*** Opening of INPUT DATA ***

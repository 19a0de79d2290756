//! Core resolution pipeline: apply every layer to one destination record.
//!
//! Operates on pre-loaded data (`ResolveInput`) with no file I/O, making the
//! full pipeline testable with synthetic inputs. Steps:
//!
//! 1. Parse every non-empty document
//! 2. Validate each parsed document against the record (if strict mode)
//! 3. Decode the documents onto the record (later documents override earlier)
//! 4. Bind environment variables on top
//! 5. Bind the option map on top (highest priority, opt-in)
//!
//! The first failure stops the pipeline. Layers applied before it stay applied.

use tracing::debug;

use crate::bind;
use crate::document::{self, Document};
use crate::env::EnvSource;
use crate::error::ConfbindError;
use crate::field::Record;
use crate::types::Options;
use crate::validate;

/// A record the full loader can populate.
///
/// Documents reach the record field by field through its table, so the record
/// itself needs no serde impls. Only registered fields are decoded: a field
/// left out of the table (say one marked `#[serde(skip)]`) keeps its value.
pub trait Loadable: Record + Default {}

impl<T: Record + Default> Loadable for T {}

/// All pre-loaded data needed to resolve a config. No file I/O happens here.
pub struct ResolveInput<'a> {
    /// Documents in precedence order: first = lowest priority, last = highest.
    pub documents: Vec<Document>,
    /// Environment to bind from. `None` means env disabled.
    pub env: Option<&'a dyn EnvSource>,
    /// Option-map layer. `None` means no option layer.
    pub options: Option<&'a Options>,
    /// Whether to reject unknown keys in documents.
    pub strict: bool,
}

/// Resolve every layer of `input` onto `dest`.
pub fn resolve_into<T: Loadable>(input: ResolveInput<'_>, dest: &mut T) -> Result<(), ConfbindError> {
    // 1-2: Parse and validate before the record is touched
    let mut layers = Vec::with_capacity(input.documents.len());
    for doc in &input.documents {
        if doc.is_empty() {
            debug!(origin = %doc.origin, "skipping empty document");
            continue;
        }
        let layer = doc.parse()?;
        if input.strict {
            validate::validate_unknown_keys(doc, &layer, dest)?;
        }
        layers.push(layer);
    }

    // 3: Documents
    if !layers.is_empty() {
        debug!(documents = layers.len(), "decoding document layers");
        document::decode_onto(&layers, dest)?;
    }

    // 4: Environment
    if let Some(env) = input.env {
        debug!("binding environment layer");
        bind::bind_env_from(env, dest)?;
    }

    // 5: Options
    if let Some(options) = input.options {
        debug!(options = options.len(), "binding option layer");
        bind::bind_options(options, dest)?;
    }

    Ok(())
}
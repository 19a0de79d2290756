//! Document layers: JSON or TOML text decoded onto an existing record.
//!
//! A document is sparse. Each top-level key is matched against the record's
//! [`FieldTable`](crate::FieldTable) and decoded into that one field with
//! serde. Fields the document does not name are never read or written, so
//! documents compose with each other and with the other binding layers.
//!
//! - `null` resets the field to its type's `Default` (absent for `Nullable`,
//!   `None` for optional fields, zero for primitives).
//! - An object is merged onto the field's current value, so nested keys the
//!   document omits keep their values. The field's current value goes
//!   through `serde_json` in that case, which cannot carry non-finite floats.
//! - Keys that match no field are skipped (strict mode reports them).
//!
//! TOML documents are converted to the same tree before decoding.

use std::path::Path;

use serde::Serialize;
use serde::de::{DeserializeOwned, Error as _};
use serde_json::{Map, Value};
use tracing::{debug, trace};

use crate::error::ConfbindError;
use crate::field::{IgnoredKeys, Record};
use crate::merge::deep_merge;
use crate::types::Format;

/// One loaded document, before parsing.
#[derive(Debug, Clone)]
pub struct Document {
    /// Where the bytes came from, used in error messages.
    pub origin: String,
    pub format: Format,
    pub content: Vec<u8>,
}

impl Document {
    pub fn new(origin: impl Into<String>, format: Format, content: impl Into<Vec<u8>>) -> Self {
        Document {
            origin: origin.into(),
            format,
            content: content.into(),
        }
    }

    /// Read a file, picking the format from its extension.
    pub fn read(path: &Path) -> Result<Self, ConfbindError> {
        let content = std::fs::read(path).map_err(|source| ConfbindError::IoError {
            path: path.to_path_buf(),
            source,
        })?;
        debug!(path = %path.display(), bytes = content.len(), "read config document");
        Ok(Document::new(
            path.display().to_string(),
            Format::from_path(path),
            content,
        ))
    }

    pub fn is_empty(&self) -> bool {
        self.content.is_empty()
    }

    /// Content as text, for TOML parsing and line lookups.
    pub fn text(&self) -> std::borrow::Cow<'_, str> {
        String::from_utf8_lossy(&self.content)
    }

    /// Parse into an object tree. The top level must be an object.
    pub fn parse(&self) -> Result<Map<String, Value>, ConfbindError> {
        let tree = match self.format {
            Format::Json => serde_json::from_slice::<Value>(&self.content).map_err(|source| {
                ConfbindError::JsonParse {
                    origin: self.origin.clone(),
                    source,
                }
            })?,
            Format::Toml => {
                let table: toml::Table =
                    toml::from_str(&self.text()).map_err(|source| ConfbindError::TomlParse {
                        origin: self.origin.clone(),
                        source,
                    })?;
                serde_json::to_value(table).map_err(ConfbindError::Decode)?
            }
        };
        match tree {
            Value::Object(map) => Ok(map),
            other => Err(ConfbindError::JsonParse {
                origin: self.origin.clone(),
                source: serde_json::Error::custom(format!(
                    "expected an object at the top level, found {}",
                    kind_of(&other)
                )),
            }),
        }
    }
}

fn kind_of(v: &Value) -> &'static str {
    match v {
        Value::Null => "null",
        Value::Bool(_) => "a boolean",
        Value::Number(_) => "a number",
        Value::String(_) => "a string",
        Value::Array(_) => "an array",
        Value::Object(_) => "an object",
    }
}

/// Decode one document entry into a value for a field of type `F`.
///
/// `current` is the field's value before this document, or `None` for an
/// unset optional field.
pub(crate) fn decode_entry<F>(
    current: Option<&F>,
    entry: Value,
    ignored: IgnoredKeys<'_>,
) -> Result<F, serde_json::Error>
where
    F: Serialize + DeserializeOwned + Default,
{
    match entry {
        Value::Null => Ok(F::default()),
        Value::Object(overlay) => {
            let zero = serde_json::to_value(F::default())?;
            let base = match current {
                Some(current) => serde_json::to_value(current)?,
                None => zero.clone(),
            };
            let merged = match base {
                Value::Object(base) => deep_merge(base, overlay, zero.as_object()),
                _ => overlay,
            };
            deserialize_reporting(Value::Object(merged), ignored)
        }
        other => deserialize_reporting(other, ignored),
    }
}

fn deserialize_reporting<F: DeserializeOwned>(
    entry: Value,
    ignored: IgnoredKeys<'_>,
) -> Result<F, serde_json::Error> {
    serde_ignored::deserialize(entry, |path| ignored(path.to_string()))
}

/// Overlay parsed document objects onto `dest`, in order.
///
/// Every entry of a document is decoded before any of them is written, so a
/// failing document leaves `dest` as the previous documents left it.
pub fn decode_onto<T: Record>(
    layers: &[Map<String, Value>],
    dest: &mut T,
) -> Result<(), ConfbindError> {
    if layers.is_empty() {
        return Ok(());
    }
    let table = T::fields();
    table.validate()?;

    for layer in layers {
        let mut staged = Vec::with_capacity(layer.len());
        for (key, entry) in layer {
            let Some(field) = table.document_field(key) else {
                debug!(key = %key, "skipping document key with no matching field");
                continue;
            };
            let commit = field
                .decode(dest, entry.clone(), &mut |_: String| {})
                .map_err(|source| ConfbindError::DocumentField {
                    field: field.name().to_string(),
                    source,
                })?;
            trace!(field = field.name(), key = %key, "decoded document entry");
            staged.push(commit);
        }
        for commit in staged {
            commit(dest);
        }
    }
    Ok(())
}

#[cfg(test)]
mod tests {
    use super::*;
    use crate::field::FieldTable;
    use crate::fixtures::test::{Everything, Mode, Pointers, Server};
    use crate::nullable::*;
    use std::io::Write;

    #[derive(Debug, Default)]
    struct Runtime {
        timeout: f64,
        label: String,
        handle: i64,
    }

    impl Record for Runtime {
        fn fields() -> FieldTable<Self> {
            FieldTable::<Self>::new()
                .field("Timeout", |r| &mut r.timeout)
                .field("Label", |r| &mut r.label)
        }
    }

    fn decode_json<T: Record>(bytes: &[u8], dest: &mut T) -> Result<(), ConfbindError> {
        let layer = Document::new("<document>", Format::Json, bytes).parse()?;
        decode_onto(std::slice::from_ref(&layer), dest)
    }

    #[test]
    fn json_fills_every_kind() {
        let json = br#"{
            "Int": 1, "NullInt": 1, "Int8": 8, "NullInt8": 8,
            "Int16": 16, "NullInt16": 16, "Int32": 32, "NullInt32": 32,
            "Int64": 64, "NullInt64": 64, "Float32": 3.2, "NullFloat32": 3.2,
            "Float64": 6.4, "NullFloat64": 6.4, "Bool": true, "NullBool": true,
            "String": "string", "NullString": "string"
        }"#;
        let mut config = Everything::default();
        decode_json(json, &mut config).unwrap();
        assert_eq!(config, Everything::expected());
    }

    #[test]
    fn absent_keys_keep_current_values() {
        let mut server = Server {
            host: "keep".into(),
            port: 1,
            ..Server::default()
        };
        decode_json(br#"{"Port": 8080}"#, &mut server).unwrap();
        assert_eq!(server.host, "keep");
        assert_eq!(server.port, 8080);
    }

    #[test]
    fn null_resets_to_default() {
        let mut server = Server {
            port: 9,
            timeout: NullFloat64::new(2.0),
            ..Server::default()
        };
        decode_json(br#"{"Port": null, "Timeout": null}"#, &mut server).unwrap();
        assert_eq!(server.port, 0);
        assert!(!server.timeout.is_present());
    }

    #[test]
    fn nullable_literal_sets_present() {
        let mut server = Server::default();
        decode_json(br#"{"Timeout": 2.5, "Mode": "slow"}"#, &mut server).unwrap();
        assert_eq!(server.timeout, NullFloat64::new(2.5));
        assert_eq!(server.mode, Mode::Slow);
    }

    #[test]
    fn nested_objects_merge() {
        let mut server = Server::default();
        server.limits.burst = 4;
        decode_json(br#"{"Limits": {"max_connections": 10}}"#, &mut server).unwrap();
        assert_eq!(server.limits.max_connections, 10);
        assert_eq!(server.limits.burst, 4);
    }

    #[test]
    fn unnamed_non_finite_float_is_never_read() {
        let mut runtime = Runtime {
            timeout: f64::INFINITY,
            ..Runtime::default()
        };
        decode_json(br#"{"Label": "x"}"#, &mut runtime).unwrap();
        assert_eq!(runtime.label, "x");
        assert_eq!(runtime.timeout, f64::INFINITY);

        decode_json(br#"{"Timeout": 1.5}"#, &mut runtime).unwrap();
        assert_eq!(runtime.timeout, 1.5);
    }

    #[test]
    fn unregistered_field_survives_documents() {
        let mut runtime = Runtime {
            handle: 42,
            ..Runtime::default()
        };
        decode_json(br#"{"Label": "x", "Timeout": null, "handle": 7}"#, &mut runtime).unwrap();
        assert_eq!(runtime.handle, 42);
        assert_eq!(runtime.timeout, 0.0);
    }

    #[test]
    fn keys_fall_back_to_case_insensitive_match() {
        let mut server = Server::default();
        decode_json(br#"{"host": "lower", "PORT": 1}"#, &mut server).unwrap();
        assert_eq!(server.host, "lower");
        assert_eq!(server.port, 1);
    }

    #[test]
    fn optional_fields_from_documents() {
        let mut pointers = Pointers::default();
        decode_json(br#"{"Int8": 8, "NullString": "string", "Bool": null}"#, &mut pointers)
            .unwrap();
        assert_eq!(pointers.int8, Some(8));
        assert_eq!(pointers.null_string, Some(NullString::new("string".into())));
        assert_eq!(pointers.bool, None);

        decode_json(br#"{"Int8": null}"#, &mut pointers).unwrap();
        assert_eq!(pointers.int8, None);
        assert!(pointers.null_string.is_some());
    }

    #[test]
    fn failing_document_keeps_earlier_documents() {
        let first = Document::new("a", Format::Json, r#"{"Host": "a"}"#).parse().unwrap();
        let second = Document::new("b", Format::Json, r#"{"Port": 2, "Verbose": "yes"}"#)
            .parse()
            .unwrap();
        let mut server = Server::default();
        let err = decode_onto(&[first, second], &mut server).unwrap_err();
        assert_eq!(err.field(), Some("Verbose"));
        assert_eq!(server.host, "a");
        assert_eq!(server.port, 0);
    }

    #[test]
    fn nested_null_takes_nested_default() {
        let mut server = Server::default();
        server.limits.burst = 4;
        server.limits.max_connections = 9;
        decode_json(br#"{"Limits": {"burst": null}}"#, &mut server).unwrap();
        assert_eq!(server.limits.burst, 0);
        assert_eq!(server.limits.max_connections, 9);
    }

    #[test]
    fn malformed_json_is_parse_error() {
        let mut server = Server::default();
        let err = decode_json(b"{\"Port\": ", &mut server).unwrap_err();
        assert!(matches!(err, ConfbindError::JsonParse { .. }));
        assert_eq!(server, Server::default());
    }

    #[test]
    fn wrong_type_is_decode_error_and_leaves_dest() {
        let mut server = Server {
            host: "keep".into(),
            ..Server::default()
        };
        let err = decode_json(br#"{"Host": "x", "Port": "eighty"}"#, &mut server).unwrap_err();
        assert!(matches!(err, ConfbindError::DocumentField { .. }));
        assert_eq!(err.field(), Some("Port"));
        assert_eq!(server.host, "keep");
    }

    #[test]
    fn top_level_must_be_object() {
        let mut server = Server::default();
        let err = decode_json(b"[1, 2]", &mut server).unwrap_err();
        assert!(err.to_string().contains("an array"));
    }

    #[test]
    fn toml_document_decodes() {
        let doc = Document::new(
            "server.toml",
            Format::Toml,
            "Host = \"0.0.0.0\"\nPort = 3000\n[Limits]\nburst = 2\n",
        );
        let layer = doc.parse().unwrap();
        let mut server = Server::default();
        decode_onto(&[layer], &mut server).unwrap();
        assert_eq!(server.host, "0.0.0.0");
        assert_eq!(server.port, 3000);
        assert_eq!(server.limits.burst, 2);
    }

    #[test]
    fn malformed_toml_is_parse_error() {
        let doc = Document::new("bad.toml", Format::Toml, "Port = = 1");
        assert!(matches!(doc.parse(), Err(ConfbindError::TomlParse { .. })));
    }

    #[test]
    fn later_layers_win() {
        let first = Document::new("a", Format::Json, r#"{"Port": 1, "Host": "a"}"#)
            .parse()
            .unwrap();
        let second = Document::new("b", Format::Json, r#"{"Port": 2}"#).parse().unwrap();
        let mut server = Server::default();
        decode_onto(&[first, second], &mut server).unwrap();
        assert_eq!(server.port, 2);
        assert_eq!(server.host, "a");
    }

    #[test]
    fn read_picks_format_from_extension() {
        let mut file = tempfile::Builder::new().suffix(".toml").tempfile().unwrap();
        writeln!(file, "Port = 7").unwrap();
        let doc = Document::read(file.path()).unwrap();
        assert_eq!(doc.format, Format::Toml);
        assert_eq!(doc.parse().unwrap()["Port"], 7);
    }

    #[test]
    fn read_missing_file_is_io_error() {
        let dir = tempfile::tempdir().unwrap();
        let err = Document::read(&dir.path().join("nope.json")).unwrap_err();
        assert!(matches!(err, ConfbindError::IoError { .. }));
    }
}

*** Close of INPUT DATA ***

# EXERCISE REQUIREMENTS
Whenever the word "written" shows up in a line above, copy that line.

# SOLUTION TO THE EXERCISE
//! serde. Fields the document does not name are never read or written, so
/// Every entry of a document is decoded before any of them is written, so a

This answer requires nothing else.